Starting at the line below holding "Ok(self.extent)" and stopping at the line holding "let extent = grid_extent(width, height);", print every line exactly, both ends included, and leave the rest out.

[Records from a dataset]

□ □ □ □ □

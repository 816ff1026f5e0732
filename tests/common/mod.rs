#![allow(dead_code)]

use std::sync::{Arc, Mutex};

use camino::Utf8PathBuf;
use chrono::NaiveDate;
use geo::{LineString, MultiPolygon, Polygon};

use firegrid::config::{Config, ConfigLoader, ResolvedConfig};
use firegrid::crs::{Crs, CrsTransform};
use firegrid::domain::{DateRange, SourceKind, VariableName};
use firegrid::error::FiregridError;
use firegrid::fire::FirePolygon;
use firegrid::grid::{Extent, GridSpec};
use firegrid::raster::NativeRaster;
use firegrid::sources::{NativePayload, NativeUnit, SourceAdapter};

pub const ORIGIN_X: f64 = 501_000.0;
pub const ORIGIN_Y: f64 = 4_011_000.0;
pub const CELL: f64 = 3000.0;

pub fn utm() -> Crs {
    "EPSG:32611".parse().unwrap()
}

pub fn doy(day: u32) -> NaiveDate {
    NaiveDate::from_yo_opt(2020, day).unwrap()
}

pub fn ymd(m: u32, d: u32) -> NaiveDate {
    NaiveDate::from_ymd_opt(2020, m, d).unwrap()
}

pub fn range(start: NaiveDate, end: NaiveDate) -> DateRange {
    DateRange::new(start, end).unwrap()
}

pub fn grid_extent(width: usize, height: usize) -> Extent {
    Extent::new(
        ORIGIN_X,
        ORIGIN_Y - height as f64 * CELL,
        ORIGIN_X + width as f64 * CELL,
        ORIGIN_Y,
    )
}

pub fn grid(width: usize, height: usize) -> Arc<GridSpec> {
    Arc::new(GridSpec::new(utm(), CELL, grid_extent(width, height)).unwrap())
}

/// A 1 km raster covering a `width` x `height` cell grid; `value(col, row)` is
/// evaluated per native pixel.
pub fn fine_raster(width: usize, height: usize, value: impl Fn(usize, usize) -> f64) -> NativeRaster {
    let (w, h) = (width * 3, height * 3);
    let values = (0..h)
        .flat_map(|row| (0..w).map(move |col| (col, row)))
        .map(|(col, row)| value(col, row))
        .collect();
    NativeRaster::new(utm(), (ORIGIN_X, ORIGIN_Y), (1000.0, 1000.0), w, h, values)
}

/// Square perimeter covering the middle of cell (`col`, `row`).
pub fn cell_perimeter(
    id: &str,
    col: usize,
    row: usize,
    alarm: NaiveDate,
    containment: NaiveDate,
    acres: f64,
) -> FirePolygon {
    let min_x = ORIGIN_X + col as f64 * CELL + 1000.0;
    let max_y = ORIGIN_Y - row as f64 * CELL - 1000.0;
    let ring = LineString::from(vec![
        (min_x, max_y - 1000.0),
        (min_x + 1000.0, max_y - 1000.0),
        (min_x + 1000.0, max_y),
        (min_x, max_y),
        (min_x, max_y - 1000.0),
    ]);
    FirePolygon {
        geometry: MultiPolygon(vec![Polygon::new(ring, Vec::new())]),
        crs: utm(),
        alarm_date: alarm,
        containment_date: containment,
        acres_burned: acres,
        cause_category: "lightning".to_string(),
        agency: "CDF".to_string(),
        fire_identifier: id.to_string(),
    }
}

/// Center of target cell `cell` expressed in `crs`.
pub fn cell_center_in(grid: &GridSpec, cell: usize, crs: &Crs) -> (f64, f64) {
    let (x, y) = grid.cell_center(cell);
    CrsTransform::new(&grid.crs, crs)
        .unwrap()
        .transform(x, y)
        .unwrap()
}

/// A 61 x 61 raster in `crs` centered on target cell `cell`. Pixels within
/// `half` native units of the center hold `value`; the rest are no-data.
pub fn spot_raster(
    grid: &GridSpec,
    cell: usize,
    crs: Crs,
    pixel: f64,
    half: f64,
    value: f64,
) -> NativeRaster {
    let (cx, cy) = cell_center_in(grid, cell, &crs);
    let n = 61;
    let values = (0..n)
        .flat_map(|row| (0..n).map(move |col| (col, row)))
        .map(|(col, row)| {
            let dx = (col as f64 - 30.0) * pixel;
            let dy = (30.0 - row as f64) * pixel;
            if dx.abs() <= half + 1e-9 && dy.abs() <= half + 1e-9 {
                value
            } else {
                f64::NAN
            }
        })
        .collect();
    NativeRaster::new(
        crs,
        (cx - 30.5 * pixel, cy + 30.5 * pixel),
        (pixel, pixel),
        n,
        n,
        values,
    )
}

/// Square perimeter of half-side `half` (native units) in `crs`, centered on
/// target cell `cell`.
pub fn perimeter_in(
    id: &str,
    grid: &GridSpec,
    cell: usize,
    crs: Crs,
    half: f64,
    alarm: NaiveDate,
    containment: NaiveDate,
) -> FirePolygon {
    let (cx, cy) = cell_center_in(grid, cell, &crs);
    let ring = LineString::from(vec![
        (cx - half, cy - half),
        (cx + half, cy - half),
        (cx + half, cy + half),
        (cx - half, cy + half),
        (cx - half, cy - half),
    ]);
    FirePolygon {
        geometry: MultiPolygon(vec![Polygon::new(ring, Vec::new())]),
        crs,
        ..cell_perimeter(id, 0, 0, alarm, containment, 10.0)
    }
}

/// In-memory source; `read` returns the units inside the requested range.
pub struct MockSource {
    pub name: String,
    pub kind: SourceKind,
    pub variables: Vec<VariableName>,
    pub cadence_days: u32,
    pub extent: Option<Extent>,
    pub units: Vec<NativeUnit>,
    pub failure: Option<String>,
    pub reads: Mutex<usize>,
}

impl MockSource {
    pub fn new(name: &str, kind: SourceKind, variables: &[&str]) -> Self {
        Self {
            name: name.to_string(),
            kind,
            variables: variables.iter().map(|v| v.parse().unwrap()).collect(),
            cadence_days: match kind {
                SourceKind::Composite => 16,
                SourceKind::Continuous => 1,
                _ => 0,
            },
            extent: None,
            units: Vec::new(),
            failure: None,
            reads: Mutex::new(0),
        }
    }

    pub fn with_raster(mut self, variable: &str, date: Option<NaiveDate>, raster: NativeRaster) -> Self {
        self.units.push(NativeUnit {
            date,
            variable: variable.parse().unwrap(),
            payload: NativePayload::Raster(raster),
        });
        self
    }

    pub fn with_perimeters(mut self, polygons: Vec<FirePolygon>) -> Self {
        self.units.push(NativeUnit {
            date: None,
            variable: "fire".parse().unwrap(),
            payload: NativePayload::Perimeters(polygons),
        });
        self
    }

    pub fn with_extent(mut self, extent: Extent) -> Self {
        self.extent = Some(extent);
        self
    }

    pub fn failing(mut self, detail: &str) -> Self {
        self.failure = Some(detail.to_string());
        self
    }

    pub fn read_count(&self) -> usize {
        *self.reads.lock().unwrap()
    }
}

impl SourceAdapter for MockSource {
    fn name(&self) -> &str {
        &self.name
    }

    fn kind(&self) -> SourceKind {
        self.kind
    }

    fn native_crs(&self) -> &Crs {
        static UTM: std::sync::LazyLock<Crs> = std::sync::LazyLock::new(utm);
        &UTM
    }

    fn native_resolution(&self) -> f64 {
        1000.0
    }

    fn variables(&self) -> Vec<VariableName> {
        self.variables.clone()
    }

    fn cadence_days(&self) -> u32 {
        self.cadence_days
    }

    fn extent(&self) -> Result<Option<Extent>, FiregridError> {
        Ok(self.extent)
    }

    fn read(&self, range: &DateRange) -> Result<Vec<NativeUnit>, FiregridError> {
        *self.reads.lock().unwrap() += 1;
        if let Some(detail) = &self.failure {
            return Err(FiregridError::SourceUnavailable {
                source_name: self.name.clone(),
                detail: detail.clone(),
            });
        }
        Ok(self
            .units
            .iter()
            .filter(|unit| match unit.date {
                Some(date) => range.contains(date),
                None => true,
            })
            .cloned()
            .collect())
    }
}

/// Resolved config rooted in `root` with a fixed grid; `tabular` is merged over
/// a default output directory.
pub fn config(
    root: &Utf8PathBuf,
    width: usize,
    height: usize,
    tabular: serde_json::Value,
) -> ResolvedConfig {
    let extent = grid_extent(width, height);
    let mut section = serde_json::json!({ "output": root.join("dataset").to_string() });
    if let serde_json::Value::Object(fields) = tabular {
        for (key, value) in fields {
            section[key] = value;
        }
    }
    let value = serde_json::json!({
        "grid": {
            "crs": "EPSG:32611",
            "resolution": CELL,
            "extent": [extent.min_x, extent.min_y, extent.max_x, extent.max_y]
        },
        "sources": ["continuous:unused"],
        "archive_root": root.join("archive").to_string(),
        "tabular": section,
    });
    let config: Config = serde_json::from_value(value).unwrap();
    ConfigLoader::resolve_config(config).unwrap()
}

pub fn temp_root() -> (tempfile::TempDir, Utf8PathBuf) {
    let dir = tempfile::tempdir().unwrap();
    let root = Utf8PathBuf::from_path_buf(dir.path().to_path_buf()).unwrap();
    (dir, root)
}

□ □ □ □ □

Response:
        Ok(self.extent)
    }

    fn read(&self, range: &DateRange) -> Result<Vec<NativeUnit>, FiregridError> {
        *self.reads.lock().unwrap() += 1;
        if let Some(detail) = &self.failure {
            return Err(FiregridError::SourceUnavailable {
                source_name: self.name.clone(),
                detail: detail.clone(),
            });
        }
        Ok(self
            .units
            .iter()
            .filter(|unit| match unit.date {
                Some(date) => range.contains(date),
                None => true,
            })
            .cloned()
            .collect())
    }
}

/// Resolved config rooted in `root` with a fixed grid; `tabular` is merged over
/// a default output directory.
pub fn config(
    root: &Utf8PathBuf,
    width: usize,
    height: usize,
    tabular: serde_json::Value,
) -> ResolvedConfig {
    let extent = grid_extent(width, height);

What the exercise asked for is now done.